Sunday, August 28, 2011

Slow Read: Middlemarch Book 1

Middlemarch (Signet Classics)
Well...I'm a week behind with my posting, but only a day behind with my reading.  I do have a niggling worry about how I am going to fit in the reading of another thick book for my other book group: Ahab's Wife: Or, The Star-gazer: A Novel.

PRELUDE

Theresa's passionate, ideal nature demanded an epic life... Her flame...soared after some illimitable satisfaction, some object which would never justify weariness, which would reconcile self-despair with the rapturous consciousness of life beyond self. She found her epos in the reform of a religious order. ...Here and there is born a Saint Theresa, foundress of nothing, whose loving heart-beats and sobs after an unattained goodness tremble off and are dispersed among hindrances, instead of centring in some long-recognizable deed.
Is this the theme of the book?

BOOK I. MISS BROOKE

CHAPTER I  "Since I can do no good because a woman, Reach constantly at something that is near it. --The Maid's Tragedy: BEAUMONT AND FLETCHER.

Miss Brooke had that kind of beauty which seems to be thrown into relief by poor dress.
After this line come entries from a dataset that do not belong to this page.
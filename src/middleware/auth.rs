// Caller identity as established by the authentication middleware

use axum::{extract::FromRequestParts, http::request::Parts};
use uuid::Uuid;

use crate::{models::AccessTokenClaims, utils::ApiError};

/// Authenticated user information extracted from JWT
#[derive(Debug, Clone, PartialEq)]
pub struct AuthenticatedUser {
    pub user_id: Uuid,
    pub email: String,
    pub is_admin: bool,
    pub is_business: bool,
}

impl TryFrom<AccessTokenClaims> for AuthenticatedUser {
    type Error = uuid::Error;

    fn try_from(claims: AccessTokenClaims) -> Result<Self, Self::Error> {
        Ok(Self {
            user_id: Uuid::parse_str(&claims.sub)?,
            email: claims.email,
            is_admin: claims.admin,
            is_business: claims.business,
        })
    }
}

/// Marker left in request extensions when a bearer token was supplied but
/// did not verify
#[derive(Debug, Clone, Copy)]
pub struct RejectedToken;

impl AuthenticatedUser {
    /// Identity attached to the request, or the 401 explaining its absence
    pub fn from_parts(parts: &Parts) -> Result<Self, ApiError> {
        if let Some(user) = parts.extensions.get::<AuthenticatedUser>() {
            return Ok(user.clone());
        }

        if parts.extensions.get::<RejectedToken>().is_some() {
            Err(ApiError::unauthorized("Invalid or expired token"))
        } else {
            Err(ApiError::unauthorized("Authentication required"))
        }
    }
}

impl<S> FromRequestParts<S> for AuthenticatedUser
where
    S: Send + Sync,
{
    type Rejection = ApiError;

    async fn from_request_parts(parts: &mut Parts, _state: &S) -> Result<Self, Self::Rejection> {
        AuthenticatedUser::from_parts(parts)
    }
}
She was usually spoken of as being remarkably clever, but with the addition that her sister Celia had more common-sense. ...Since they could remember, there had been a mixture of criticism and awe in the attitude of Celia's mind towards her elder sister. The younger had always worn a yoke; but is there any yoked creature without its private opinions?
I'm so glad I came across the etiquette explanation that the first-born young lady is always "Miss so-and-so" and the younger sisters are referred to by their first names.  I think I learned this while attending a play adaptation of Pride and Prejudice.  At first I thought the book is about these two, then I remembered the title. There's going to be a lot to keep track of, this being about the whole fictional town of Middlemarch.  Perhaps each Book will be focused on a particular character.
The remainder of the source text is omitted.